An Act to provide the United Kingdom with a competitive, cutting edge railway network.

BE IT ENACTED by The Queen's most Excellent Majesty, by and with the advice and consent of the Commons in this present Parliament assembled, in accordance with the provisions of the Parliament Acts 1911 and 1949, and by the authority of the same, as follows:—

1 Network Rail
  1. Network Rail Ltd is renamed as 'British Railways Ltd'.
  2. In the names of all subsidiaries of British Railways Ltd, the words 'Network Rail' are replaced with 'British Railways'.
  3. The Secretary of State will take over control of British Railways Ltd from the current guarantors.
  4. The Secretary of State will appoint a:
    1. Managing Director, and a
    2. Financial Director, and an
    3. Infrastructure Director, and a
    4. Maintenance Director, and a
    5. Services Director;
    who will form a new Board of Directors.
  5. British Railways Ltd will set, prior to each contract auction (see Section 2(7)), a price to charge railway companies per mile of track for usage for the next contract period.
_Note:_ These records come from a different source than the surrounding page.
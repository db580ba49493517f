//! HTML utility functions.

use std::borrow::Cow;

/// Characters that require HTML escaping.
const ESCAPE_CHARS: [char; 5] = ['<', '>', '&', '"', '\''];

/// Get the HTML entity for a special character.
#[inline]
fn escape_char(c: char) -> Option<&'static str> {
    match c {
        '<' => Some("&lt;"),
        '>' => Some("&gt;"),
        '&' => Some("&amp;"),
        '"' => Some("&quot;"),
        '\'' => Some("&#39;"),
        _ => None,
    }
}

/// Escape HTML special characters in text content and attribute values.
///
/// Uses `Cow` to avoid allocation when no escaping is needed.
///
/// # Example
/// ```ignore
/// assert_eq!(escape("<script>"), "&lt;script&gt;");
/// assert_eq!(escape("hello"), "hello"); // No allocation
/// ```
#[inline]
pub fn escape(s: &str) -> Cow<'_, str> {
    if !s.contains(ESCAPE_CHARS) {
        return Cow::Borrowed(s);
    }

    let mut result = String::with_capacity(s.len());
    for c in s.chars() {
        match escape_char(c) {
            Some(entity) => result.push_str(entity),
            None => result.push(c),
        }
    }
    Cow::Owned(result)
}
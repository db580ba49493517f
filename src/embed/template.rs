//! Embedded assets with `__NAME__` placeholders.
//!
//! Each asset is paired with exactly one [`TemplateVars`] type, so a page can
//! only be rendered with the variables it was written for.

use std::marker::PhantomData;

/// Fills the placeholders of one asset.
pub trait TemplateVars {
    fn apply(&self, content: &str) -> String;
}

/// A compile-time asset, typed by the variables it takes.
pub struct Template<V> {
    source: &'static str,
    vars: PhantomData<fn() -> V>,
}

impl<V> Template<V> {
    pub const fn new(source: &'static str) -> Self {
        Self {
            source,
            vars: PhantomData,
        }
    }
}

impl<V: TemplateVars> Template<V> {
    pub fn render(&self, vars: &V) -> String {
        vars.apply(self.source)
    }
}

/// Placeholder names left in rendered text, e.g. `["ROWS"]`.
#[cfg(test)]
pub(crate) fn unfilled_placeholders(text: &str) -> Vec<&str> {
    let mut names = Vec::new();
    let mut rest = text;
    while let Some(start) = rest.find("__") {
        let after = &rest[start + 2..];
        match after.find("__") {
            Some(end)
                if end > 0
                    && after[..end]
                        .bytes()
                        .all(|b| b.is_ascii_uppercase() || b == b'_') =>
            {
                names.push(&after[..end]);
                rest = &after[end + 2..];
            }
            _ => rest = after,
        }
    }
    names
}

#[cfg(test)]
mod tests {
    use super::*;

    #[test]
    fn test_unfilled_placeholders() {
        assert_eq!(
            unfilled_placeholders("a __TITLE__ b __REFRESH_INTERVAL__ c"),
            ["TITLE", "REFRESH_INTERVAL"]
        );
        assert!(unfilled_placeholders("x.__proto__ and ____ only").is_empty());
    }

    #[test]
    fn test_render_applies_vars() {
        struct Name(&'static str);
        impl TemplateVars for Name {
            fn apply(&self, content: &str) -> String {
                content.replace("__NAME__", self.0)
            }
        }

        const GREETING: Template<Name> = Template::new("hello __NAME__");
        assert_eq!(GREETING.render(&Name("notes")), "hello notes");
    }
}
use super::*;
use std::fs::File;
use std::sync::Barrier;
use std::sync::atomic::{AtomicUsize, Ordering};
use std::thread;
use std::time::{Duration, SystemTime, UNIX_EPOCH};

use tempfile::TempDir;

use crate::config::{ConvertSettings, Settings, SettingsHandle, test_config};

fn at(secs: u64) -> SystemTime {
    UNIX_EPOCH + Duration::from_secs(secs)
}

fn set_mtime(path: &Path, time: SystemTime) {
    File::options()
        .write(true)
        .open(path)
        .unwrap()
        .set_modified(time)
        .unwrap();
}

/// Wraps the source text in a minimal document, counting invocations.
#[derive(Clone, Default)]
struct Echo {
    calls: Arc<AtomicUsize>,
    delay: Duration,
}

impl Converter for Echo {
    fn convert(
        &self,
        source: &Path,
        output: &Path,
        _settings: &ConvertSettings,
    ) -> Result<(), ConvertError> {
        self.calls.fetch_add(1, Ordering::SeqCst);
        thread::sleep(self.delay);
        let text = fs::read_to_string(source).unwrap_or_default();
        fs::write(
            output,
            format!("<html><head></head><body>{text}</body></html>"),
        )
        .map_err(|_| ConvertError::MissingOutput(output.to_path_buf()))
    }
}

/// Writes partial output, then fails.
struct Failing;

impl Converter for Failing {
    fn convert(
        &self,
        _source: &Path,
        output: &Path,
        _settings: &ConvertSettings,
    ) -> Result<(), ConvertError> {
        fs::write(output, "<html>").ok();
        Err(ConvertError::MissingOutput(output.to_path_buf()))
    }
}

/// Simulates an editor saving the note while it converts.
struct SavedDuringConversion;

impl Converter for SavedDuringConversion {
    fn convert(
        &self,
        source: &Path,
        output: &Path,
        _settings: &ConvertSettings,
    ) -> Result<(), ConvertError> {
        set_mtime(source, at(200));
        fs::write(output, "<p>old</p>").map_err(|_| ConvertError::MissingOutput(output.into()))
    }
}

/// Records the flags it was called with.
#[derive(Default)]
struct FlagRecorder {
    flags: Arc<Mutex<Vec<String>>>,
}

impl Converter for FlagRecorder {
    fn convert(
        &self,
        _source: &Path,
        output: &Path,
        settings: &ConvertSettings,
    ) -> Result<(), ConvertError> {
        *self.flags.lock() = settings.flags.clone();
        fs::write(output, "").map_err(|_| ConvertError::MissingOutput(output.into()))
    }
}

/// Simulates a settings or style reload landing while the note converts.
struct ClearedDuringConversion {
    state: Arc<SharedState>,
}

impl Converter for ClearedDuringConversion {
    fn convert(
        &self,
        _source: &Path,
        output: &Path,
        settings: &ConvertSettings,
    ) -> Result<(), ConvertError> {
        self.state.cache.clear_all();
        fs::write(output, format!("flags={:?}", settings.flags))
            .map_err(|_| ConvertError::MissingOutput(output.into()))
    }
}

struct Fixture {
    _dir: TempDir,
    config: ServeConfig,
    state: Arc<SharedState>,
}

impl Fixture {
    fn new() -> Self {
        let dir = TempDir::new().unwrap();
        let notes = dir.path().join("notes");
        fs::create_dir(&notes).unwrap();

        let mut config = test_config(&notes);
        config.artifact_dir = dir.path().join("artifacts");

        let state = SharedState::new(
            StyleSheet::from_content("body { margin: 0 }"),
            SettingsHandle::fixed(Settings::default()),
        );
        Self {
            _dir: dir,
            config,
            state,
        }
    }

    fn note(&self, rel: &str, content: &str) -> PathBuf {
        let path = self.config.notes_dir.join(rel);
        if let Some(parent) = path.parent() {
            fs::create_dir_all(parent).unwrap();
        }
        fs::write(&path, content).unwrap();
        set_mtime(&path, at(100));
        path
    }

    fn coordinator(&self, converter: impl Converter + 'static) -> RenderCoordinator {
        RenderCoordinator::new(&self.config, Arc::clone(&self.state), Box::new(converter))
    }

    fn artifact_count(&self) -> usize {
        fs::read_dir(&self.config.artifact_dir)
            .map(|entries| entries.count())
            .unwrap_or(0)
    }
}

#[test]
fn test_miss_then_hit() {
    let fx = Fixture::new();
    let source = fx.note("a.md", "hello");
    let echo = Echo::default();
    let render = fx.coordinator(echo.clone());

    let first = render.render(&source).unwrap();
    let second = render.render(&source).unwrap();

    assert_eq!(first, second);
    assert_eq!(echo.calls.load(Ordering::SeqCst), 1);
    assert!(first.starts_with(&fx.config.artifact_dir));
}

#[test]
fn test_artifact_embeds_style_and_poll_script() {
    let fx = Fixture::new();
    let source = fx.note("a.md", "hello");
    let render = fx.coordinator(Echo::default());

    let html = fs::read_to_string(render.render(&source).unwrap()).unwrap();

    assert!(html.contains("<style>\nbody { margin: 0 }\n</style>\n</head>"));
    assert!(html.contains("\"/api/check_modified/a.md\""));
    assert!(html.contains("var interval = 500;"));
    assert!(html.ends_with("</script>\n</body></html>"));
}

#[test]
fn test_poll_path_is_relative_and_encoded() {
    let fx = Fixture::new();
    let source = fx.note("sub dir/my note.md", "x");
    let render = fx.coordinator(Echo::default());

    let html = fs::read_to_string(render.render(&source).unwrap()).unwrap();
    assert!(html.contains("\"/api/check_modified/sub%20dir/my%20note.md\""));
}

#[test]
fn test_render_clears_dirty() {
    let fx = Fixture::new();
    let source = fx.note("a.md", "x");
    let id = SourceId::new(&source);
    fx.state.dirty.mark_dirty(&id);

    fx.coordinator(Echo::default()).render(&source).unwrap();

    assert!(!fx.state.dirty.is_dirty(&id));
}

#[test]
fn test_rerender_after_touch() {
    let fx = Fixture::new();
    let source = fx.note("a.md", "x");
    let id = SourceId::new(&source);
    let echo = Echo::default();
    let render = fx.coordinator(echo.clone());

    let first = render.render(&source).unwrap();
    assert_eq!(fx.state.cache.lookup(&id).unwrap().source_mtime, at(100));

    set_mtime(&source, at(150));
    assert!(fx.state.cache.lookup(&id).is_none());

    let second = render.render(&source).unwrap();
    assert_ne!(first, second);
    assert_eq!(echo.calls.load(Ordering::SeqCst), 2);
    assert_eq!(fx.state.cache.lookup(&id).unwrap().source_mtime, at(150));
    // Superseded artifacts are left in place for readers that still hold them
    assert!(first.is_file());
}

#[test]
fn test_missing_artifact_rerenders() {
    let fx = Fixture::new();
    let source = fx.note("a.md", "x");
    let echo = Echo::default();
    let render = fx.coordinator(echo.clone());

    let first = render.render(&source).unwrap();
    fs::remove_file(&first).unwrap();

    let second = render.render(&source).unwrap();
    assert!(second.is_file());
    assert_eq!(echo.calls.load(Ordering::SeqCst), 2);
}

#[test]
fn test_failure_leaves_state_unchanged() {
    let fx = Fixture::new();
    let source = fx.note("c.md", "x");
    let id = SourceId::new(&source);
    fx.state.dirty.mark_dirty(&id);

    let result = fx.coordinator(Failing).render(&source);

    assert!(matches!(result, Err(RenderError::Conversion(..))));
    assert!(!fx.state.cache.contains(&id));
    assert!(fx.state.dirty.is_dirty(&id));
    assert_eq!(fx.artifact_count(), 0);
}

#[test]
fn test_failure_without_prior_dirty() {
    let fx = Fixture::new();
    let source = fx.note("c.md", "x");
    let id = SourceId::new(&source);

    assert!(fx.coordinator(Failing).render(&source).is_err());
    assert!(!fx.state.dirty.is_dirty(&id));
    assert!(fx.state.cache.is_empty());
}

#[test]
fn test_concurrent_misses_convert_once() {
    let fx = Fixture::new();
    let source = fx.note("e.md", "x");
    let id = SourceId::new(&source);
    fx.state.dirty.mark_dirty(&id);

    let echo = Echo {
        delay: Duration::from_millis(100),
        ..Echo::default()
    };
    let render = fx.coordinator(echo.clone());
    let barrier = Barrier::new(2);

    let (render, barrier, source) = (&render, &barrier, &source);
    let results: Vec<PathBuf> = thread::scope(|s| {
        let handles: Vec<_> = (0..2)
            .map(|_| {
                s.spawn(move || {
                    barrier.wait();
                    render.render(source).unwrap()
                })
            })
            .collect();
        handles.into_iter().map(|h| h.join().unwrap()).collect()
    });

    assert_eq!(results[0], results[1]);
    assert_eq!(echo.calls.load(Ordering::SeqCst), 1);
    assert_eq!(fx.state.cache.len(), 1);
    assert_eq!(fx.state.cache.lookup(&id).unwrap().artifact, results[0]);
    assert!(!fx.state.dirty.is_dirty(&id));
    assert!(render.inflight.is_empty());
}

#[test]
fn test_different_notes_render_independently() {
    let fx = Fixture::new();
    let a = fx.note("a.md", "a");
    let b = fx.note("b.md", "b");
    let echo = Echo::default();
    let render = fx.coordinator(echo.clone());

    thread::scope(|s| {
        s.spawn(|| render.render(&a).unwrap());
        s.spawn(|| render.render(&b).unwrap());
    });

    assert_eq!(echo.calls.load(Ordering::SeqCst), 2);
    assert_eq!(fx.state.cache.len(), 2);
}

#[test]
fn test_save_during_conversion_stays_dirty() {
    let fx = Fixture::new();
    let source = fx.note("a.md", "x");
    let id = SourceId::new(&source);
    fx.state.dirty.mark_dirty(&id);

    fx.coordinator(SavedDuringConversion).render(&source).unwrap();

    assert!(fx.state.dirty.is_dirty(&id));
    assert_eq!(fx.state.cache.len(), 1);
    // Entry records the pre-conversion mtime, so the next request re-renders
    assert!(fx.state.cache.lookup(&id).is_none());
}

#[test]
fn test_missing_source() {
    let fx = Fixture::new();
    let source = fx.config.notes_dir.join("gone.md");

    let result = fx.coordinator(Echo::default()).render(&source);
    assert!(matches!(result, Err(RenderError::SourceMissing(_))));
}

#[test]
fn test_uses_current_settings() {
    let fx = Fixture::new();
    let source = fx.note("a.md", "x");
    let recorder = FlagRecorder::default();
    let flags = Arc::clone(&recorder.flags);

    fx.coordinator(recorder).render(&source).unwrap();
    assert_eq!(*flags.lock(), ["--standalone"]);
}

#[test]
fn test_no_style_configured() {
    let mut fx = Fixture::new();
    fx.state = SharedState::new(
        StyleSheet::load(None).unwrap(),
        SettingsHandle::fixed(Settings::default()),
    );
    let source = fx.note("a.md", "x");

    let artifact = fx.coordinator(Echo::default()).render(&source).unwrap();
    let html = fs::read_to_string(artifact).unwrap();
    assert!(!html.contains("<style>"));
    assert!(html.contains("check_modified"));
}

#[test]
fn test_clear_during_conversion_is_not_undone() {
    let fx = Fixture::new();
    let source = fx.note("a.md", "x");
    let id = SourceId::new(&source);
    fx.state.dirty.mark_dirty(&id);
    let render = fx.coordinator(ClearedDuringConversion {
        state: Arc::clone(&fx.state),
    });

    let artifact = render.render(&source).unwrap();

    assert!(artifact.is_file());
    assert!(!fx.state.cache.contains(&id));
    assert!(fx.state.cache.lookup(&id).is_none());
    assert!(!fx.state.dirty.is_dirty(&id));
}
Prices should be chosen such that the profit of British Railways Ltd is equal to or greater than, but as close to, £0.00 as possible.


2 Railway Operator Contracting
  1. All current contracts to railway operators will continue as normal from enactment of this Act to the end of their franchise as per the provision laid out in Part 1, Section 1 of B540 at which point the replacement of their services will be laid out under the provisions of this section.
  2. British Railways Ltd shall determine the timetable for every railway route in the United Kingdom.
  3. Each timeslot for each route shall then be put up for auction.
  4. Railway operating companies shall submit bids for timeslots.
  5. No single railway operating company may operate on the same route more than once per hour.
  6. Unfilled timeslots will be operated by 'Directly Operated Railways', a subsidiary of British Railways Ltd, and will run under the trading name 'British Rail'.
  7. The criteria for choosing successful bids are, in order from most important to least, as follows:
    1. Trains operating on future ultra high speed lines must be capable of a top cruising speed of at least 200mph; greater speeds are better.
    2. Trains operating on the old high speed lines must be capable of a top speed of at least 125mph; greater speeds are better.
    3. Projected ticket prices; low prices are better.
    4. Quality of the service; higher quality is better.
    5. For all other lines, greater speeds are better.
  8. Timeslots will be auctioned by British Railways Ltd once every year.
  9. Railway operating companies unable to complete their contract will not receive any refund and their services will be re-contracted to Directly Operated Railways.
  10. Rail operating companies must purchase or lease their own rail assets; such as, but not limited to, rolling stock, subject to compliance of current and future technical regulations.
  11. Operation of railway stations owned by British Railways Ltd (formerly Network Rail) will be either though Directly Operated Railways, under the trading name 'British Rail', or can be contracted to private third party operators.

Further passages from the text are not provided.